*INSTRUCTIONS FOR THE TASK*
In the records below, some lines contain "data"; state the number of such lines and nothing else.

══════════

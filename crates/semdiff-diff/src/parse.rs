//! Format-specific parsers producing [`StructuralNode`] trees.
//!
//! Each structured [`DiffFormat`] maps to one parser function through
//! [`parser_for`]; adding a format means adding a tag and one table entry.

use std::collections::HashSet;

use crate::error::{ParseError, ParseResult};
use crate::format::DiffFormat;
use crate::node::{ObjectMap, Scalar, StructuralNode};

/// Signature shared by every document parser.
pub type DocumentParser = fn(&str) -> ParseResult<StructuralNode>;

/// Look up the parser for a format, or `None` if the format has no
/// structural representation.
pub fn parser_for(format: DiffFormat) -> Option<DocumentParser> {
    match format {
        DiffFormat::Json => Some(parse_json),
        DiffFormat::Yaml => Some(parse_yaml),
        DiffFormat::Csv => Some(parse_csv),
        DiffFormat::Toml => Some(parse_toml),
        DiffFormat::CodeDeclaration | DiffFormat::Fallback => None,
    }
}

/// Parse raw bytes as a document of the given format.
pub fn parse_document(format: DiffFormat, content: &[u8]) -> ParseResult<StructuralNode> {
    let parser = parser_for(format).ok_or(ParseError::Unsupported(format))?;
    let text = std::str::from_utf8(content).map_err(|_| ParseError::NotUtf8)?;
    let text = text.strip_prefix('\u{feff}').unwrap_or(text);
    parser(text)
}

// ---- JSON ----

pub fn parse_json(text: &str) -> ParseResult<StructuralNode> {
    let value: serde_json::Value = serde_json::from_str(text)?;
    Ok(from_json(value))
}

fn from_json(value: serde_json::Value) -> StructuralNode {
    use serde_json::Value;

    match value {
        Value::Null => StructuralNode::null(),
        Value::Bool(b) => Scalar::Bool(b).into(),
        Value::Number(n) => match n.as_i64() {
            Some(i) => Scalar::Integer(i).into(),
            None => Scalar::Float(n.as_f64().unwrap_or(f64::NAN)).into(),
        },
        Value::String(s) => StructuralNode::string(s),
        Value::Array(items) => StructuralNode::Array(items.into_iter().map(from_json).collect()),
        Value::Object(map) => {
            StructuralNode::Object(map.into_iter().map(|(k, v)| (k, from_json(v))).collect())
        }
    }
}

// ---- YAML ----

pub fn parse_yaml(text: &str) -> ParseResult<StructuralNode> {
    if text.trim().is_empty() {
        return Err(ParseError::Empty);
    }
    let value: serde_yaml::Value = serde_yaml::from_str(text)?;
    Ok(from_yaml(value))
}

fn from_yaml(value: serde_yaml::Value) -> StructuralNode {
    use serde_yaml::Value;

    match value {
        Value::Null => StructuralNode::null(),
        Value::Bool(b) => Scalar::Bool(b).into(),
        Value::Number(n) => match n.as_i64() {
            Some(i) => Scalar::Integer(i).into(),
            None => Scalar::Float(n.as_f64().unwrap_or(f64::NAN)).into(),
        },
        Value::String(s) => StructuralNode::string(s),
        Value::Sequence(items) => {
            StructuralNode::Array(items.into_iter().map(from_yaml).collect())
        }
        Value::Mapping(map) => StructuralNode::Object(
            map.into_iter()
                .map(|(k, v)| (yaml_key(&k), from_yaml(v)))
                .collect(),
        ),
        Value::Tagged(tagged) => from_yaml(tagged.value),
    }
}

/// Render a YAML mapping key as a string; YAML allows non-string keys.
fn yaml_key(key: &serde_yaml::Value) -> String {
    use serde_yaml::Value;

    match key {
        Value::String(s) => s.clone(),
        Value::Number(n) => n.to_string(),
        Value::Bool(b) => b.to_string(),
        Value::Null => "null".to_string(),
        other => serde_yaml::to_string(other)
            .map(|s| s.trim_end().to_string())
            .unwrap_or_default(),
    }
}

// ---- TOML ----

pub fn parse_toml(text: &str) -> ParseResult<StructuralNode> {
    let table: toml::Table = toml::from_str(text)?;
    Ok(from_toml(toml::Value::Table(table)))
}

fn from_toml(value: toml::Value) -> StructuralNode {
    use toml::Value;

    match value {
        Value::String(s) => StructuralNode::string(s),
        Value::Integer(i) => Scalar::Integer(i).into(),
        Value::Float(x) => Scalar::Float(x).into(),
        Value::Boolean(b) => Scalar::Bool(b).into(),
        Value::Datetime(dt) => StructuralNode::string(dt.to_string()),
        Value::Array(items) => StructuralNode::Array(items.into_iter().map(from_toml).collect()),
        Value::Table(table) => StructuralNode::Object(
            table.into_iter().map(|(k, v)| (k, from_toml(v))).collect(),
        ),
    }
}

// ---- CSV ----

/// Parse CSV into an array of rows.
///
/// With a usable header row (non-empty, unique names) each data row becomes
/// an object keyed by column name; otherwise every row, header included, is
/// an array of strings.
pub fn parse_csv(text: &str) -> ParseResult<StructuralNode> {
    let mut reader = csv::ReaderBuilder::new()
        .has_headers(false)
        .flexible(true)
        .from_reader(text.as_bytes());

    let mut rows: Vec<Vec<String>> = Vec::new();
    for record in reader.records() {
        let record = record?;
        rows.push(record.iter().map(str::to_string).collect());
    }

    let Some((header, data)) = rows.split_first() else {
        return Ok(StructuralNode::Array(Vec::new()));
    };

    if !is_usable_header(header) {
        return Ok(StructuralNode::Array(
            rows.iter().map(|row| csv_row_array(row)).collect(),
        ));
    }

    let records = data
        .iter()
        .map(|row| {
            let mut object = ObjectMap::new();
            for (i, cell) in row.iter().enumerate() {
                let column = header.get(i).cloned().unwrap_or_else(|| format!("[{i}]"));
                object.insert(column, StructuralNode::string(cell.as_str()));
            }
            StructuralNode::Object(object)
        })
        .collect();

    Ok(StructuralNode::Array(records))
}

fn is_usable_header(header: &[String]) -> bool {
    let mut seen = HashSet::new();
    !header.is_empty()
        && header
            .iter()
            .all(|name| !name.trim().is_empty() && seen.insert(name.as_str()))
}

fn csv_row_array(row: &[String]) -> StructuralNode {
    StructuralNode::Array(row.iter().map(|c| StructuralNode::string(c.as_str())).collect())
}

#[cfg(test)]
mod tests {
    use super::*;

    fn keys(node: &StructuralNode) -> Vec<String> {
        match node {
            StructuralNode::Object(map) => map.keys().map(str::to_string).collect(),
            other => panic!("expected object, got {}", other.kind_name()),
        }
    }

    #[test]
    fn json_preserves_key_order() {
        let node = parse_json(r#"{"zeta": 1, "alpha": 2, "mid": 3}"#).unwrap();
        assert_eq!(keys(&node), vec!["zeta", "alpha", "mid"]);
    }

    #[test]
    fn json_numbers_are_typed() {
        let node = parse_json(r#"[1, 1.5, "1", true, null]"#).unwrap();
        let StructuralNode::Array(items) = node else {
            panic!("expected array")
        };
        assert_eq!(items[0], Scalar::Integer(1).into());
        assert_eq!(items[1], Scalar::Float(1.5).into());
        assert_eq!(items[2], StructuralNode::string("1"));
        assert_eq!(items[3], Scalar::Bool(true).into());
        assert_eq!(items[4], StructuralNode::null());
    }

    #[test]
    fn invalid_json_is_error() {
        assert!(matches!(parse_json("not json"), Err(ParseError::Json(_))));
    }

    #[test]
    fn yaml_mapping_order_and_nesting() {
        let node = parse_yaml("b: 1\na:\n  c: true\n").unwrap();
        assert_eq!(keys(&node), vec!["b", "a"]);
        let StructuralNode::Object(map) = &node else {
            unreachable!()
        };
        assert_eq!(keys(map.get("a").unwrap()), vec!["c"]);
    }

    #[test]
    fn yaml_non_string_keys_are_stringified() {
        let node = parse_yaml("1: one\ntrue: yes\n").unwrap();
        assert_eq!(keys(&node), vec!["1", "true"]);
    }

    #[test]
    fn empty_yaml_is_error() {
        assert!(matches!(parse_yaml(""), Err(ParseError::Empty)));
        assert!(matches!(parse_yaml("  \n"), Err(ParseError::Empty)));
    }

    #[test]
    fn invalid_yaml_is_error() {
        assert!(parse_yaml("key: [unclosed").is_err());
    }

    #[test]
    fn toml_tables_and_datetimes() {
        let node = parse_toml(
            "title = \"x\"\n[owner]\nname = \"Tom\"\ndob = 1979-05-27T07:32:00Z\n",
        )
        .unwrap();
        assert_eq!(keys(&node), vec!["title", "owner"]);
        let StructuralNode::Object(map) = &node else {
            unreachable!()
        };
        let StructuralNode::Object(owner) = map.get("owner").unwrap() else {
            panic!("expected table")
        };
        assert_eq!(
            owner.get("dob"),
            Some(&StructuralNode::string("1979-05-27T07:32:00Z"))
        );
    }

    #[test]
    fn invalid_toml_is_error() {
        assert!(matches!(parse_toml("key = "), Err(ParseError::Toml(_))));
    }

    #[test]
    fn csv_with_header_becomes_records() {
        let node = parse_csv("id,name\n1,Alice\n2,Bob\n").unwrap();
        let StructuralNode::Array(rows) = node else {
            panic!("expected array")
        };
        assert_eq!(rows.len(), 2);
        assert_eq!(keys(&rows[1]), vec!["id", "name"]);
    }

    #[test]
    fn csv_ragged_rows_use_index_for_extra_cells() {
        let node = parse_csv("id,name\n1,Alice,extra\n2\n").unwrap();
        let StructuralNode::Array(rows) = node else {
            panic!("expected array")
        };
        assert_eq!(keys(&rows[0]), vec!["id", "name", "[2]"]);
        assert_eq!(keys(&rows[1]), vec!["id"]);
    }

    #[test]
    fn csv_duplicate_header_falls_back_to_arrays() {
        let node = parse_csv("a,a\n1,2\n").unwrap();
        let StructuralNode::Array(rows) = node else {
            panic!("expected array")
        };
        assert_eq!(rows.len(), 2);
        assert!(matches!(rows[0], StructuralNode::Array(_)));
    }

    #[test]
    fn parse_document_rejects_unsupported_and_binary() {
        assert!(matches!(
            parse_document(DiffFormat::Fallback, b"x"),
            Err(ParseError::Unsupported(DiffFormat::Fallback))
        ));
        assert!(matches!(
            parse_document(DiffFormat::Json, &[0xff, 0xfe]),
            Err(ParseError::NotUtf8)
        ));
    }

    #[test]
    fn parse_document_strips_bom() {
        let node = parse_document(DiffFormat::Json, "\u{feff}{\"a\": 1}".as_bytes()).unwrap();
        assert_eq!(keys(&node), vec!["a"]);
    }
}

══════════

*RESPONSE BELOW*
3